Required action
Return every line of the records that includes the string "ScopeId".
--- Data under study ---
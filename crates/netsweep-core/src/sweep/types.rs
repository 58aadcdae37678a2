use std::fmt;
use std::time::Duration;

use serde::Serialize;

use crate::deletion::types::DeletionRecord;
use crate::eligibility::KeptResource;
use crate::resources::types::{ResourceKind, ScopeId};
use crate::sweep::errors::SweepError;
use crate::watcher::{WaitOutcome, WaitPolicy};

/// Knobs for one sweep pass.
#[derive(Debug, Clone, PartialEq, Eq)]
pub struct SweepOptions {
    /// Collect and filter only; issue no mutating call.
    pub dry_run: bool,
    pub disable_ttl_check: bool,
    pub ttl_tag_name: String,
    pub wait: WaitPolicy,
}

impl Default for SweepOptions {
    fn default() -> Self {
        Self {
            dry_run: false,
            disable_ttl_check: false,
            ttl_tag_name: "ttl".to_string(),
            wait: WaitPolicy::default(),
        }
    }
}

/// Outcome of one resource kind within a sweep pass.
#[derive(Debug, Clone, PartialEq, Eq, Serialize)]
pub struct KindReport {
    pub kind: ResourceKind,
    pub examined: usize,
    pub eligible: usize,
    pub deleted: usize,
    pub failed: usize,
    pub skipped: usize,
    /// Ids selected for deletion; in a dry run, what would have been deleted.
    pub candidates: Vec<String>,
    /// Resources the eligibility filter kept, with the reason.
    #[serde(skip_serializing_if = "Vec::is_empty")]
    pub kept: Vec<KeptResource>,
    pub records: Vec<DeletionRecord>,
    /// Set when the kind could not be described; nothing else ran for it.
    #[serde(skip_serializing_if = "Option::is_none")]
    pub query_error: Option<SweepError>,
    #[serde(skip_serializing_if = "Vec::is_empty")]
    pub warnings: Vec<SweepError>,
    #[serde(skip_serializing_if = "Option::is_none")]
    pub wait: Option<WaitOutcome>,
}

impl KindReport {
    pub fn new(kind: ResourceKind) -> Self {
        Self {
            kind,
            examined: 0,
            eligible: 0,
            deleted: 0,
            failed: 0,
            skipped: 0,
            candidates: Vec::new(),
            kept: Vec::new(),
            records: Vec::new(),
            query_error: None,
            warnings: Vec::new(),
            wait: None,
        }
    }

    pub fn query_failed(kind: ResourceKind, error: SweepError) -> Self {
        Self {
            query_error: Some(error),
            ..Self::new(kind)
        }
    }

    pub fn add_records(&mut self, records: Vec<DeletionRecord>) {
        for record in records {
            if record.is_deleted() {
                self.deleted += 1;
            } else if record.is_failed() {
                self.failed += 1;
            } else {
                self.skipped += 1;
            }
            self.records.push(record);
        }
    }

    /// Record the NAT gateway wait; a timeout also becomes a warning.
    pub fn set_wait(&mut self, outcome: WaitOutcome) {
        if let WaitOutcome::TimedOut {
            pending,
            waited_secs,
            ..
        } = &outcome
        {
            self.warnings.push(SweepError::WaitTimedOut {
                kind: self.kind,
                pending: pending.clone(),
                waited_secs: *waited_secs,
            });
        }
        self.wait = Some(outcome);
    }
}

/// Result of one sweep pass over one scope.
#[derive(Debug, Clone, PartialEq, Eq, Serialize)]
pub struct SweepReport {
    pub scope: ScopeId,
    pub dry_run: bool,
    /// The pass stopped early; kinds not reached are absent.
    pub cancelled: bool,
    pub kinds: Vec<KindReport>,
    pub elapsed_ms: u64,
}

impl SweepReport {
    pub fn new(scope: ScopeId, dry_run: bool) -> Self {
        Self {
            scope,
            dry_run,
            cancelled: false,
            kinds: Vec::new(),
            elapsed_ms: 0,
        }
    }

    pub fn kind(&self, kind: ResourceKind) -> Option<&KindReport> {
        self.kinds.iter().find(|k| k.kind == kind)
    }

    pub fn examined(&self) -> usize {
        self.kinds.iter().map(|k| k.examined).sum()
    }

    pub fn eligible(&self) -> usize {
        self.kinds.iter().map(|k| k.eligible).sum()
    }

    pub fn deleted(&self) -> usize {
        self.kinds.iter().map(|k| k.deleted).sum()
    }

    pub fn failed(&self) -> usize {
        self.kinds.iter().map(|k| k.failed).sum()
    }

    pub fn skipped(&self) -> usize {
        self.kinds.iter().map(|k| k.skipped).sum()
    }

    pub fn elapsed(&self) -> Duration {
        Duration::from_millis(self.elapsed_ms)
    }

    /// Errors worth surfacing: query failures, per-resource failures, and
    /// warnings.
    pub fn errors(&self) -> Vec<&SweepError> {
        let mut errors = Vec::new();
        for kind in &self.kinds {
            errors.extend(kind.query_error.iter());
            for record in &kind.records {
                if let crate::deletion::DeletionOutcome::Failed { error } = &record.outcome {
                    errors.push(error);
                }
                errors.extend(record.step_failures.iter());
            }
            errors.extend(kind.warnings.iter());
        }
        errors
    }
}

impl fmt::Display for SweepReport {
    fn fmt(&self, f: &mut fmt::Formatter<'_>) -> fmt::Result {
        let mode = if self.dry_run { " (dry run)" } else { "" };
        writeln!(f, "Sweep of {}{}", self.scope, mode)?;
        writeln!(
            f,
            "  {:<24} {:>8} {:>8} {:>8} {:>8} {:>8}",
            "KIND", "EXAMINED", "ELIGIBLE", "DELETED", "FAILED", "SKIPPED"
        )?;
        for kind in &self.kinds {
            let marker = if kind.query_error.is_some() {
                " (query failed)"
            } else {
                ""
            };
            writeln!(
                f,
                "  {:<24} {:>8} {:>8} {:>8} {:>8} {:>8}{}",
                kind.kind.display_name(),
                kind.examined,
                kind.eligible,
                kind.deleted,
                kind.failed,
                kind.skipped,
                marker
            )?;
        }
        if self.cancelled {
            writeln!(f, "  Cancelled before completion")?;
        }
        write!(
            f,
            "  Total: {} examined, {} eligible, {} deleted, {} failed in {:.1}s",
            self.examined(),
            self.eligible(),
            self.deleted(),
            self.failed(),
            self.elapsed().as_secs_f64()
        )
    }
}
---
Response area
use crate::resources::types::{ResourceKind, ScopeId};
    pub scope: ScopeId,
    pub fn new(scope: ScopeId, dry_run: bool) -> Self {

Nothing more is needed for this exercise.